_Exercise objective_:
From the top of the entries below through the line containing "pub fn as_str(&self)", return every line exactly as written, please, and stop there.

_Records shown_:
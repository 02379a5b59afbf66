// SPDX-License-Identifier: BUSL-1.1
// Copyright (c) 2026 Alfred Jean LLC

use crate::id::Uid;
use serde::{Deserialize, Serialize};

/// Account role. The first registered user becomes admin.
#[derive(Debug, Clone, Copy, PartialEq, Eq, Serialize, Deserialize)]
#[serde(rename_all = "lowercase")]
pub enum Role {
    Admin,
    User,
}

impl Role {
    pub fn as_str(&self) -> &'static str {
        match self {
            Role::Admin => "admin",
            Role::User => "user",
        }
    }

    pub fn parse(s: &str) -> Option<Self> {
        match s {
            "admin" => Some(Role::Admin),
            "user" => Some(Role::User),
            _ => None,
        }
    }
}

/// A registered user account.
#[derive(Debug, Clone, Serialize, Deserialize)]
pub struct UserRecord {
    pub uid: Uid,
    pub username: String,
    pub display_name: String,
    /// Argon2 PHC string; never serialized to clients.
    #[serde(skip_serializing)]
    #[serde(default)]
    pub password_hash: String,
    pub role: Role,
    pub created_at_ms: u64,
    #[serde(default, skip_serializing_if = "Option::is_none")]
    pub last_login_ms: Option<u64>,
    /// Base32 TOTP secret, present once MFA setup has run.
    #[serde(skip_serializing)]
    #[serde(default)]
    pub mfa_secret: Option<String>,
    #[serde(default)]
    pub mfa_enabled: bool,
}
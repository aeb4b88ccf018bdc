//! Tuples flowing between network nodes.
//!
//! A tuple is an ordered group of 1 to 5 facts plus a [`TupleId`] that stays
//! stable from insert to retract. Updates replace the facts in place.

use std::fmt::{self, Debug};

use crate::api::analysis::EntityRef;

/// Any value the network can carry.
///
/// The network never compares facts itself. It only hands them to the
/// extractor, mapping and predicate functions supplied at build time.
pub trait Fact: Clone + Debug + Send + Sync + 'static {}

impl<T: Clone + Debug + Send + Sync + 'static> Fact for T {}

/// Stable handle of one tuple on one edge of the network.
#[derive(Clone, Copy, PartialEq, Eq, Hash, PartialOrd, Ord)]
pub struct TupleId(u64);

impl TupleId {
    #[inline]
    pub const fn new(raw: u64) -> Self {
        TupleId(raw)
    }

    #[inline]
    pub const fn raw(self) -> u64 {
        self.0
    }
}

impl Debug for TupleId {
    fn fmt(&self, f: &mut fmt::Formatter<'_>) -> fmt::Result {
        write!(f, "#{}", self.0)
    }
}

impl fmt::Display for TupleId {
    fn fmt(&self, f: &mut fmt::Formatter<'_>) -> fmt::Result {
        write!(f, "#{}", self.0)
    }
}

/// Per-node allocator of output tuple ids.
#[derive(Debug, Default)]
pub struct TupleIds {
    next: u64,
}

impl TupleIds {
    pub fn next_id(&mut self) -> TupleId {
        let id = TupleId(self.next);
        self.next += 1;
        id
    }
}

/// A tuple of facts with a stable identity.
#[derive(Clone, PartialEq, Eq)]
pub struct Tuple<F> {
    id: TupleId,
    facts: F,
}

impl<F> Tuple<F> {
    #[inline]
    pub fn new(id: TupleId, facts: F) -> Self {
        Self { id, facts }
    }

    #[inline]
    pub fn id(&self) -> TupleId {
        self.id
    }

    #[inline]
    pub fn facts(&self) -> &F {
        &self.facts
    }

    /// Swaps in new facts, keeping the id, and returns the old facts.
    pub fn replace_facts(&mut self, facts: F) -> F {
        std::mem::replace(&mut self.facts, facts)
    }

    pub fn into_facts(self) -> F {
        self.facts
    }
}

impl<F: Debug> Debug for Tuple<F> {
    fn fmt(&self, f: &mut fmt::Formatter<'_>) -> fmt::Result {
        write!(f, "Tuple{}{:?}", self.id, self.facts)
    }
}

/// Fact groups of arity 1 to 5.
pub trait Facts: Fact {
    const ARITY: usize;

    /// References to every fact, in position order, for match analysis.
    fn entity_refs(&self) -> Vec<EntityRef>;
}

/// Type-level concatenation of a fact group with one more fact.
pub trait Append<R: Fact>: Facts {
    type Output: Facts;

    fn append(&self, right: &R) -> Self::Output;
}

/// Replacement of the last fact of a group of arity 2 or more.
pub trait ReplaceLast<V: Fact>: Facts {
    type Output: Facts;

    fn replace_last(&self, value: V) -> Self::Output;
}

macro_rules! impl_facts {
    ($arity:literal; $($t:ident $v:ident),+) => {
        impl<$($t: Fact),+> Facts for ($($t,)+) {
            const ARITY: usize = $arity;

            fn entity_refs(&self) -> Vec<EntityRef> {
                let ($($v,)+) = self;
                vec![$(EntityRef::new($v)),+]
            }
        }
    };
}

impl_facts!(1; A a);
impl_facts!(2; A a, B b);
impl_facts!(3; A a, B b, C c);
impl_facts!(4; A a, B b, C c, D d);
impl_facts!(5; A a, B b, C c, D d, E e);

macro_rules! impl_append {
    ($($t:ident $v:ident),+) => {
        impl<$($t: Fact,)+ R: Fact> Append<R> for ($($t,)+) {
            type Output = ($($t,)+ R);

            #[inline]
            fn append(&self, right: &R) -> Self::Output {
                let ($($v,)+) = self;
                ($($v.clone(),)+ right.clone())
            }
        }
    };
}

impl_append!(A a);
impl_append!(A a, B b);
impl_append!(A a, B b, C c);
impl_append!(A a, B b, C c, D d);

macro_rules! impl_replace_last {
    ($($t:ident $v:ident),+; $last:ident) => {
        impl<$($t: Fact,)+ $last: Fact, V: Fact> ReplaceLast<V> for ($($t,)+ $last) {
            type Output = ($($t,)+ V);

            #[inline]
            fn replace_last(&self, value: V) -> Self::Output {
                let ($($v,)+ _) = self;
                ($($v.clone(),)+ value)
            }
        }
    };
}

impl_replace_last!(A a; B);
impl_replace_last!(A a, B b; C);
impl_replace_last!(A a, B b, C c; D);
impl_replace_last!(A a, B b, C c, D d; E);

_Task response_:
repository 02379a5b59afbf66
// SPDX-License-Identifier: BUSL-1.1
// Copyright (c) 2026 Alfred Jean LLC

use crate::id::Uid;
use serde::{Deserialize, Serialize};

/// Account role. The first registered user becomes admin.
#[derive(Debug, Clone, Copy, PartialEq, Eq, Serialize, Deserialize)]
#[serde(rename_all = "lowercase")]
pub enum Role {
    Admin,
    User,
}

impl Role {
    pub fn as_str(&self) -> &'static str {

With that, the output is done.